Preservation and Direct PCR of DNA from Fresh and Decomposing Human Tissue

While I am away this week, I decided to pick an easy topic to write about: my own. I started independent research working with my advisor in 2013 while I was working towards my masters degree in forensic science. Mass disasters are  events because they typically result in mass casualties in less than ideal situations, where loss of facilities and/or electricity can happen. Then we are posed with the question about what do we do with the bodies. As remains are left to decompose, DNA is degrading because it is exposed to heat, humidity, and/or UV damage. So we wanted to see if there was a way to easily collect and preserve DNA samples in heat and humidity for later disaster victim identification (DVI). We collected decomposing skin and muscle from three cadavers at different stages of decomposition to evaluate room temperature tissue preservatives over a span of three months of storage. Besides preserving the DNA in tissues at room temperature, we wanted to see if these preservatives would lyse the cells and release nuclear DNA into solution, which would make DNA analysis faster by removing the tissue lysis step that takes hours to several days.
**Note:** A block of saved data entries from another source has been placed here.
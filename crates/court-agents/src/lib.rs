//! LLM-backed agents for the courtroom simulator.
//!
//! The `courtroom` crate owns the trial state machine and only knows about
//! the [`courtroom::Generator`] trait. This crate supplies the rest:
//! - [`config`]: provider, model and data-directory settings from env/TOML
//! - [`prompts`]: Korean prompt templates and `{var}` rendering
//! - [`generator`]: a rig-core client implementing `Generator`
//! - [`console`]: plain-text rendering of trials and benchmark results

pub mod config;
pub mod console;
pub mod generator;
pub mod prompts;

pub use config::{CourtConfig, Provider};
pub use generator::RigGenerator;
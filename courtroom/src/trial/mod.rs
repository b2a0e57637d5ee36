//! Trial orchestration: state, phases, and the engine that drives them.

pub mod critique;
pub mod engine;
pub mod format;
pub mod outcome;
pub mod persona;
pub mod phase;
pub mod state;

pub use critique::{parse_critique, CritiqueCriterion, CritiqueItem, CritiqueOutcome};
pub use engine::{Courtroom, PhaseEvent, TrialConfig, TrialError, TrialRun};
pub use outcome::Outcome;
pub use persona::{persona_pool, select_judges, JudgePersona};
pub use phase::{IllegalTransition, PhaseTracker, TransitionRecord, TrialPhase};
pub use state::{Side, Speech, TrialState};
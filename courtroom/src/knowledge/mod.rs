//! Persistent knowledge: per-side strategy lists and the precedent archive.
//!
//! Both stores are synchronous traits returning `anyhow::Result`; the only
//! suspension point in a trial is a generation call.

pub mod archive;
pub mod similarity;
pub mod strategy;

use std::path::Path;

use anyhow::{Context, Result};
use serde::de::DeserializeOwned;
use serde::{Deserialize, Serialize};

pub use archive::{ArchivedCase, CaseArchive, InMemoryCaseArchive, JsonCaseArchive, SimilarCase};
pub use strategy::{
    strategy_key, InMemoryStrategyStore, JsonStrategyStore, StrategyList, StrategyStore,
};

use crate::trial::{Outcome, Side};

/// How repeated writes of identical knowledge are handled.
#[derive(Debug, Clone, Copy, PartialEq, Eq, Default, Serialize, Deserialize)]
#[serde(rename_all = "snake_case")]
pub enum WritePolicy {
    /// Every trial appends, even when the same lesson or case already exists.
    #[default]
    AppendAlways,
    /// Identical lessons and identical (summary, verdict) cases are skipped.
    SkipDuplicates,
}

/// Record `lesson` for `side` given its `outcome`.
///
/// Wins go to the successful list and losses to the failed list, even when
/// the lesson is blank. Returns the key written, or `None` when nothing was
/// written (draw, or a duplicate under [`WritePolicy::SkipDuplicates`]).
pub fn commit_lesson(
    store: &dyn StrategyStore,
    side: Side,
    outcome: Outcome,
    lesson: &str,
    policy: WritePolicy,
) -> Result<Option<String>> {
    let Some(list) = StrategyList::for_outcome(outcome) else {
        return Ok(None);
    };
    let lesson = lesson.trim();
    if lesson.is_empty() {
        tracing::warn!(side = %side, "Reflection produced an empty lesson");
    }

    let key = strategy_key(side, list);
    if policy == WritePolicy::SkipDuplicates
        && store
            .list_strategies(&key)?
            .iter()
            .any(|existing| existing == lesson)
    {
        tracing::debug!(key = %key, "Duplicate lesson skipped");
        return Ok(None);
    }

    store.append_strategy(&key, lesson)?;
    Ok(Some(key))
}

/// Archive `case`. Returns whether a write happened.
pub fn commit_case(
    archive: &dyn CaseArchive,
    case: ArchivedCase,
    policy: WritePolicy,
) -> Result<bool> {
    if policy == WritePolicy::SkipDuplicates && archive.has_case(&case.summary, &case.verdict)? {
        tracing::debug!("Duplicate case skipped");
        return Ok(false);
    }
    archive.archive_case(case)?;
    Ok(true)
}

/// Read a JSON document, `None` if the file does not exist.
pub(crate) fn load_json<T: DeserializeOwned>(path: &Path) -> Result<Option<T>> {
    if !path.exists() {
        return Ok(None);
    }
    let content = std::fs::read_to_string(path)
        .with_context(|| format!("Failed to read {}", path.display()))?;
    if content.trim().is_empty() {
        return Ok(None);
    }
    let value = serde_json::from_str(&content)
        .with_context(|| format!("Failed to parse {}", path.display()))?;
    Ok(Some(value))
}

/// Write a JSON document via temp file + rename.
pub(crate) fn save_json<T: Serialize + ?Sized>(path: &Path, value: &T) -> Result<()> {
    if let Some(parent) = path.parent().filter(|p| !p.as_os_str().is_empty()) {
        std::fs::create_dir_all(parent)
            .with_context(|| format!("Failed to create {}", parent.display()))?;
    }
    let temp_path = path.with_extension("json.tmp");
    let content = serde_json::to_string_pretty(value)?;
    std::fs::write(&temp_path, content)
        .with_context(|| format!("Failed to write {}", temp_path.display()))?;
    std::fs::rename(&temp_path, path)
        .with_context(|| format!("Failed to replace {}", path.display()))?;
    Ok(())
}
We had success obtaining DNA from the tissue and liquid preservative for up to three months storage from 4 out of the 5 preservatives; however, the quantity and quality of DNA varied. The manuscript just got accepted this summer. My second project, although my first published manuscript, was a collaboration project with a group of scientists in Australia. We evaluated these same 4 preservatives that facilitated leaching of DNA from tissues for direct polymerase chain amplification (PCR). Because the DNA is suspended in solution, an aliquot of sample can be added directly to amplification reagents and amplified, thereby skipping extraction and quantitation all together. This type of analysis is commonly performed on DNA reference samples due to its efficiency and cost effectiveness. My next project is combining these two projects and testing even more methods to collect, preserve, and analyze DNA in decomposing tissue samples in hopes of making recommendations on the best, cheapest, fastest way to process DNA for DVI purposes or crime scene field-work.


References:

1) Sorensen A, Rahman E, Canela C, Gangitano D, Hughes-Stamm S. Preservation and rapid purification of DNA from decomposing human tissue samples. FSI:Genetics 25 (2016) 182-190.

2) Sorensen A, Berry C, Bruce D, Gahan M E, Hughes-Stamm S, McNevin D. Direct-to-PCR tissue preservation for DNA profiling.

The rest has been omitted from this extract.